As dancers, we know that what we’ve learned in the studio goes far beyond the steps and choreography. We know from our own experience that dance can be transformative; that it helps us grow not only as movers and artists, but as individuals and citizens. Dance training instills all kinds of life skills, but so often dance is dismissed as fluffy, frivolous, or merely something to do for fun.
So the next time someone tries to tell you that you are “just” a dancer (or “just” a dance teacher!), remind them that there is no such thing as “just” when it comes to dance! Through dance education, valuable skills are developed and refined – skills that have applications extending far beyond the dance studio. Dance training truly is life training, and the skills developed through dance can be applied throughout your life.
Help your students reflect on the value of their dance training with The Holistic Guide to Journaling for Dance Students.
- Accountability – As a dancer, you are part of a team working together to present the best possible performance. Whether you are a member of the corps or the chorus, the prima ballerina or the leading man, a swing or an understudy, you are vital to the success of the production. If you skip rehearsal, phone it in, forget your entrance, or don’t give it all in every run through, the entire team suffers. You learn quickly that others rely on you, and you are accountable to fulfill your role with humility and hard work.
- Personal Responsibility – A lot more goes into dance class than one might realize. You need to remember your dancewear and shoes, arrive on time, warm yourself up, remember combinations and choreography, apply corrections from the instructor, follow proper etiquette, and interact with your fellow dancers safely and appropriately. Your dance teachers are there to guide and advise you, but ultimately, it is up to you to set and meet your personal goals.

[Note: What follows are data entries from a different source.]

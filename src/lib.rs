pub mod image_pipeline;
pub mod logger;
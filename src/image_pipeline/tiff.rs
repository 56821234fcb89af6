//! TIFF writing module
//!
//! Persists decoded raw planes as grayscale 16-bit TIFF for inspection.

mod standard_tiff_writer;
pub mod types;
mod writer;

pub use standard_tiff_writer::StandardTiffWriter;
pub use types::{ConversionConfig, ConversionConfigBuilder, TiffCompression};
pub use writer::TiffWriter;
use crate::image_pipeline::common::error::Result;
use crate::image_pipeline::raw::types::RawImageData;
use crate::image_pipeline::tiff::types::ConversionConfig;
use std::io::Write;

pub trait TiffWriter {
    fn write_tiff(
        &self,
        image: &RawImageData,
        output: &mut dyn Write,
        config: &ConversionConfig,
    ) -> Result<()>;
}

As a dance student, you will quickly learn that you are responsible for your own success in the studio, and you become empowered to make that success as reality.

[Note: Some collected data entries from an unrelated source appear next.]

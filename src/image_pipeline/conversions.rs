//! Pipeline conversions module
//!
//! This module contains orchestration logic for turning CR2 input into
//! grayscale TIFF output.

mod cr2_to_tiff;


pub use cr2_to_tiff::Cr2ToTiffPipeline;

- Persistence – Dancing is hard. You have to work at it, spending hours in the studio perfecting your craft. You must practice simple and mundane elements over and over again before you can move on to the more exciting tricks and choreography. If you try to take shortcuts to success, you will quickly learn that it only leads to frustration, disappointment, or injury. Persistence is the name of the game in dance training!
- Cooperation – Even though you spend a lot of time honing your individual skills in the studio, dancing is most often a group activity. In class, you share the studio, using spatial awareness and non-verbal communication skills to make sure you move safely and allow others to do the same. In rehearsal, you often collaborate with others, working together as a group and with the choreographer to create, manipulate, and embody the artistic vision. In performance, you dance with your partner or the ensemble, creating a sense of unity on stage. While legendary stories about famous performers’ egos abound, the truth is most dancers learn quickly that cooperation is key to success in the industry.
- Creativity – We live in a creative economy. The ability to innovate, think outside the box, and approach problems in creative ways is valued in every field, now more than ever. Dance allows for creativity on multiple levels, whether it is personal self-expression through improvisation, creating your own choreography, or embodying another’s choreographic vision as a dancer. Steve Jobs even credits his creative successes in part to his experience with modern dance, stating, “I didn’t realize how much I learned about movement and perception from the class until a few years later, when I worked at Atari. I was able to relate how much resolution of movement you need in terms of perceiving things in certain ways for video games.”
- Flexibility – Obviously, as a dancer you need to be physically flexible. But dancers need to be flexible in other ways, as well. You need to adapt when changes in the choreography are made right up until opening night. You need to be able to balance the viewpoints of different teachers, who might teach the same technique in radically different ways. You need to be able to handle disappointment and frustration with grace. The emotional, social, and cognitive flexibility needed to be a dancer are almost more important than the physical.
- Attention to Detail – Dance is all about the details. The initiation of a movement, the tilt of the head in epaulment, and split second adjustments in timing all play a pivotal role in successful execution of dance technique and choreography. As a dancer, you are trained to observe with your eyes, ears, and kinesthetic sense. You learn to pick up the rhythmic patterns in your teacher’s voice. You learn to spot minuscule changes in height of a leg or the angle of an arm. You learn to feel the minute weight changes that make all the difference between a good balance and a great one.
- Passion – If there is one word NOT to use to describe a dancer, it is apathetic. As a dancer, you care passionately about your art. You sacrifice for it. You devote time, energy, resources – everything you’ve got. You are inspired, and you strive to inspire others. Isn’t passion what the world needs most right now? The problems facing societies around the world require passionate individuals who know what it means to devote themselves to a cause. And dancers, in my opinion, do that better than anyone else!